YOUR GOAL
Nothing in the data may change. Copy all of it exactly.

DATA EXTRACTS
━━━━
use axum::{
    Json,
    http::{StatusCode, header},
    response::{IntoResponse, Response},
};
use rpcgate_core::{AuthError, DeployError, GatewayError};
use serde_json::json;

#[derive(Debug, thiserror::Error)]
pub enum ApiError {
    #[error(transparent)]
    Gateway(#[from] GatewayError),

    #[error("unauthorized: {0}")]
    Unauthorized(#[from] AuthError),

    #[error("forbidden: {0}")]
    Forbidden(&'static str),

    #[error("bad request: {0}")]
    BadRequest(String),

    #[error(transparent)]
    Deploy(#[from] DeployError),
}

/// Metrics label for a failed invocation.
pub fn outcome(error: &GatewayError) -> &'static str {
    match error {
        GatewayError::Unauthorized(_) => "unauthorized",
        GatewayError::NotFound { .. } => "not_found",
        GatewayError::NoSuchMethod { .. } => "no_such_method",
        GatewayError::TargetFailed { .. } => "target_failed",
    }
}

fn unauthorized(reason: &AuthError) -> Response {
    let body = json!({
        "error": {
            "code": "UNAUTHORIZED",
            "reason": reason.reason(),
            "message": reason.to_string(),
        }
    });
    (
        StatusCode::UNAUTHORIZED,
        [(header::WWW_AUTHENTICATE, "Bearer")],
        Json(body),
    )
        .into_response()
}

impl IntoResponse for ApiError {
    fn into_response(self) -> Response {
        let message = self.to_string();
        let (status, body) = match &self {
            ApiError::Unauthorized(reason)
            | ApiError::Gateway(GatewayError::Unauthorized(reason)) => {
                return unauthorized(reason);
            }
            ApiError::Gateway(e @ GatewayError::NotFound { target }) => (
                StatusCode::NOT_FOUND,
                json!({
                    "code": "NOT_FOUND",
                    "message": message,
                    "target": target,
                    "returnCode": e.return_code(),
                }),
            ),
            ApiError::Gateway(GatewayError::NoSuchMethod { .. }) => (
                StatusCode::BAD_REQUEST,
                json!({ "code": "NO_SUCH_METHOD", "message": message }),
            ),
            ApiError::Gateway(GatewayError::TargetFailed { .. }) => {
                tracing::warn!(error = %message, "Target failed");
                (
                    StatusCode::BAD_GATEWAY,
                    json!({ "code": "TARGET_FAILED", "message": message }),
                )
            }
            ApiError::Forbidden(_) => (
                StatusCode::FORBIDDEN,
                json!({ "code": "FORBIDDEN", "message": message }),
            ),
            ApiError::BadRequest(_) => (
                StatusCode::BAD_REQUEST,
                json!({ "code": "BAD_REQUEST", "message": message }),
            ),
            ApiError::Deploy(_) => (
                StatusCode::BAD_REQUEST,
                json!({ "code": "DEPLOY_FAILED", "message": message }),
            ),
        };

        (status, Json(json!({ "error": body }))).into_response()
    }
}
━━━━
RESPONSE BELOW
use axum::{
    Json,
    http::{StatusCode, header},
    response::{IntoResponse, Response},
};
use rpcgate_core::{AuthError, DeployError, GatewayError};
use serde_json::json;

#[derive(Debug, thiserror::Error)]
pub enum ApiError {
    #[error(transparent)]
    Gateway(#[from] GatewayError),

    #[error("unauthorized: {0}")]
    Unauthorized(#[from] AuthError),

    #[error("forbidden: {0}")]
    Forbidden(&'static str),

    #[error("bad request: {0}")]
    BadRequest(String),

    #[error(transparent)]
    Deploy(#[from] DeployError),
}

/// Metrics label for a failed invocation.
pub fn outcome(error: &GatewayError) -> &'static str {
    match error {
        GatewayError::Unauthorized(_) => "unauthorized",
        GatewayError::NotFound { .. } => "not_found",
        GatewayError::NoSuchMethod { .. } => "no_such_method",
        GatewayError::TargetFailed { .. } => "target_failed",
    }
}

fn unauthorized(reason: &AuthError) -> Response {
    let body = json!({
        "error": {
            "code": "UNAUTHORIZED",
            "reason": reason.reason(),
            "message": reason.to_string(),
        }
    });
    (
        StatusCode::UNAUTHORIZED,
        [(header::WWW_AUTHENTICATE, "Bearer")],
        Json(body),
    )
        .into_response()
}

impl IntoResponse for ApiError {
    fn into_response(self) -> Response {
        let message = self.to_string();
        let (status, body) = match &self {
            ApiError::Unauthorized(reason)
            | ApiError::Gateway(GatewayError::Unauthorized(reason)) => {
                return unauthorized(reason);
            }
            ApiError::Gateway(e @ GatewayError::NotFound { target }) => (
                StatusCode::NOT_FOUND,
                json!({
                    "code": "NOT_FOUND",
                    "message": message,
                    "target": target,
                    "returnCode": e.return_code(),
                }),
            ),
            ApiError::Gateway(GatewayError::NoSuchMethod { .. }) => (
                StatusCode::BAD_REQUEST,
                json!({ "code": "NO_SUCH_METHOD", "message": message }),
            ),
            ApiError::Gateway(GatewayError::TargetFailed { .. }) => {
                tracing::warn!(error = %message, "Target failed");
                (
                    StatusCode::BAD_GATEWAY,
                    json!({ "code": "TARGET_FAILED", "message": message }),
                )
            }
            ApiError::Forbidden(_) => (
                StatusCode::FORBIDDEN,
                json!({ "code": "FORBIDDEN", "message": message }),
            ),
            ApiError::BadRequest(_) => (
                StatusCode::BAD_REQUEST,
                json!({ "code": "BAD_REQUEST", "message": message }),
            ),
            ApiError::Deploy(_) => (
                StatusCode::BAD_REQUEST,
                json!({ "code": "DEPLOY_FAILED", "message": message }),
            ),
        };

        (status, Json(json!({ "error": body }))).into_response()
    }
}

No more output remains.